(Dataset entries)
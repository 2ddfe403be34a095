//! Per-table column metadata consulted by the query chain
//!
//! Built once at startup and shared read-only across requests.

use std::collections::{HashMap, HashSet};

/// Table and column names of the identity schema
pub mod columns {
    pub const TABLE_USER: &str = "user";
    pub const TABLE_GROUP: &str = "group";
    pub const TABLE_USER_GROUP_BINDING: &str = "user_group_binding";

    pub const COLUMN_ID: &str = "id";
    pub const COLUMN_USER_ID: &str = "user_id";
    pub const COLUMN_GROUP_ID: &str = "group_id";
    pub const COLUMN_PARENT_GROUP_ID: &str = "parent_group_id";
    pub const COLUMN_GROUP_PATH: &str = "group_path";
    pub const COLUMN_USERNAME: &str = "username";
    pub const COLUMN_NAME: &str = "name";
    pub const COLUMN_EMAIL: &str = "email";
    pub const COLUMN_PHONE_NUMBER: &str = "phone_number";
    pub const COLUMN_DESCRIPTION: &str = "description";
    pub const COLUMN_PASSWORD: &str = "password";
    pub const COLUMN_STATUS: &str = "status";
    pub const COLUMN_CREATE_TIME: &str = "create_time";
    pub const COLUMN_UPDATE_TIME: &str = "update_time";
    pub const COLUMN_STATUS_TIME: &str = "status_time";

    /// Displayable user columns (the password hash is never projected)
    pub const USER_COLUMNS: &[&str] = &[
        COLUMN_USER_ID,
        COLUMN_USERNAME,
        COLUMN_EMAIL,
        COLUMN_PHONE_NUMBER,
        COLUMN_DESCRIPTION,
        COLUMN_STATUS,
        COLUMN_CREATE_TIME,
        COLUMN_UPDATE_TIME,
        COLUMN_STATUS_TIME,
    ];

    pub const GROUP_COLUMNS: &[&str] = &[
        COLUMN_GROUP_ID,
        COLUMN_PARENT_GROUP_ID,
        COLUMN_GROUP_PATH,
        COLUMN_NAME,
        COLUMN_DESCRIPTION,
        COLUMN_STATUS,
        COLUMN_CREATE_TIME,
        COLUMN_UPDATE_TIME,
        COLUMN_STATUS_TIME,
    ];

    pub const BINDING_COLUMNS: &[&str] =
        &[COLUMN_ID, COLUMN_USER_ID, COLUMN_GROUP_ID, COLUMN_CREATE_TIME];

    pub const USER_INDEXED: &[&str] = &[
        COLUMN_USER_ID,
        COLUMN_USERNAME,
        COLUMN_EMAIL,
        COLUMN_PHONE_NUMBER,
        COLUMN_STATUS,
    ];

    pub const GROUP_INDEXED: &[&str] = &[
        COLUMN_GROUP_ID,
        COLUMN_PARENT_GROUP_ID,
        COLUMN_NAME,
        COLUMN_STATUS,
    ];

    pub const BINDING_INDEXED: &[&str] = &[COLUMN_USER_ID, COLUMN_GROUP_ID];

    pub const USER_SEARCHABLE: &[&str] = &[
        COLUMN_USER_ID,
        COLUMN_USERNAME,
        COLUMN_EMAIL,
        COLUMN_PHONE_NUMBER,
        COLUMN_DESCRIPTION,
    ];

    pub const GROUP_SEARCHABLE: &[&str] = &[
        COLUMN_GROUP_ID,
        COLUMN_PARENT_GROUP_ID,
        COLUMN_NAME,
        COLUMN_DESCRIPTION,
    ];
}

/// Which columns of each table are indexed, searchable, and displayable
#[derive(Debug, Clone, Default)]
pub struct TableMetadata {
    indexed: HashMap<String, HashSet<String>>,
    searchable: HashMap<String, Vec<String>>,
    search_tables: HashSet<String>,
    full_columns: HashMap<String, Vec<String>>,
}

impl TableMetadata {
    pub fn new() -> Self {
        Self::default()
    }

    /// Register a table. A non-empty `searchable` list makes it search-capable.
    pub fn with_table(
        mut self,
        table: &str,
        full: &[&str],
        indexed: &[&str],
        searchable: &[&str],
    ) -> Self {
        self.full_columns
            .insert(table.to_string(), to_strings(full));
        self.indexed.insert(
            table.to_string(),
            indexed.iter().map(|c| c.to_string()).collect(),
        );
        if !searchable.is_empty() {
            self.searchable
                .insert(table.to_string(), to_strings(searchable));
            self.search_tables.insert(table.to_string());
        }
        self
    }

    /// Metadata for the user, group, and binding tables
    pub fn identity() -> Self {
        use columns::*;
        Self::new()
            .with_table(TABLE_USER, USER_COLUMNS, USER_INDEXED, USER_SEARCHABLE)
            .with_table(TABLE_GROUP, GROUP_COLUMNS, GROUP_INDEXED, GROUP_SEARCHABLE)
            .with_table(TABLE_USER_GROUP_BINDING, BINDING_COLUMNS, BINDING_INDEXED, &[])
    }

    pub fn is_indexed(&self, table: &str, column: &str) -> bool {
        self.indexed
            .get(table)
            .is_some_and(|cols| cols.contains(column))
    }

    pub fn is_search_table(&self, table: &str) -> bool {
        self.search_tables.contains(table)
    }

    pub fn searchable_columns(&self, table: &str) -> &[String] {
        self.searchable.get(table).map(Vec::as_slice).unwrap_or(&[])
    }

    pub fn full_columns(&self, table: &str) -> &[String] {
        self.full_columns.get(table).map(Vec::as_slice).unwrap_or(&[])
    }

    /// Whether `column` is a known column of any registered table
    pub fn is_known_column(&self, column: &str) -> bool {
        self.full_columns
            .values()
            .any(|cols| cols.iter().any(|c| c == column))
    }
}

fn to_strings(cols: &[&str]) -> Vec<String> {
    cols.iter().map(|c| c.to_string()).collect()
}

#[cfg(test)]
mod tests {
    use super::columns::*;
    use super::*;

    #[test]
    fn identity_metadata_lookups() {
        let meta = TableMetadata::identity();

        assert!(meta.is_indexed(TABLE_USER, COLUMN_EMAIL));
        assert!(!meta.is_indexed(TABLE_USER, COLUMN_DESCRIPTION));
        assert!(meta.is_indexed(TABLE_USER_GROUP_BINDING, COLUMN_GROUP_ID));
        assert!(!meta.is_indexed("missing", COLUMN_USER_ID));

        assert!(meta.is_search_table(TABLE_USER));
        assert!(meta.is_search_table(TABLE_GROUP));
        assert!(!meta.is_search_table(TABLE_USER_GROUP_BINDING));

        assert_eq!(meta.searchable_columns(TABLE_GROUP).len(), GROUP_SEARCHABLE.len());
        assert!(meta.searchable_columns(TABLE_USER_GROUP_BINDING).is_empty());
        assert_eq!(meta.full_columns(TABLE_USER)[0], COLUMN_USER_ID);
    }

    #[test]
    fn password_is_never_displayable() {
        let meta = TableMetadata::identity();
        assert!(!meta.full_columns(TABLE_USER).iter().any(|c| c == COLUMN_PASSWORD));
        assert!(!meta.is_known_column(COLUMN_PASSWORD));
        assert!(meta.is_known_column(COLUMN_CREATE_TIME));
    }
}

*Your instructions*.
Restate, please, word for word the span of records running from the first line to the line bearing "pub const COLUMN_PARENT_GROUP_ID: &str", both included, and nothing outside it.

*Response to the exercise*.
repository 2ddfe403be34a095
//! Per-table column metadata consulted by the query chain
//!
//! Built once at startup and shared read-only across requests.

use std::collections::{HashMap, HashSet};

/// Table and column names of the identity schema
pub mod columns {
    pub const TABLE_USER: &str = "user";
    pub const TABLE_GROUP: &str = "group";
    pub const TABLE_USER_GROUP_BINDING: &str = "user_group_binding";

    pub const COLUMN_ID: &str = "id";
    pub const COLUMN_USER_ID: &str = "user_id";
    pub const COLUMN_GROUP_ID: &str = "group_id";
    pub const COLUMN_PARENT_GROUP_ID: &str = "parent_group_id";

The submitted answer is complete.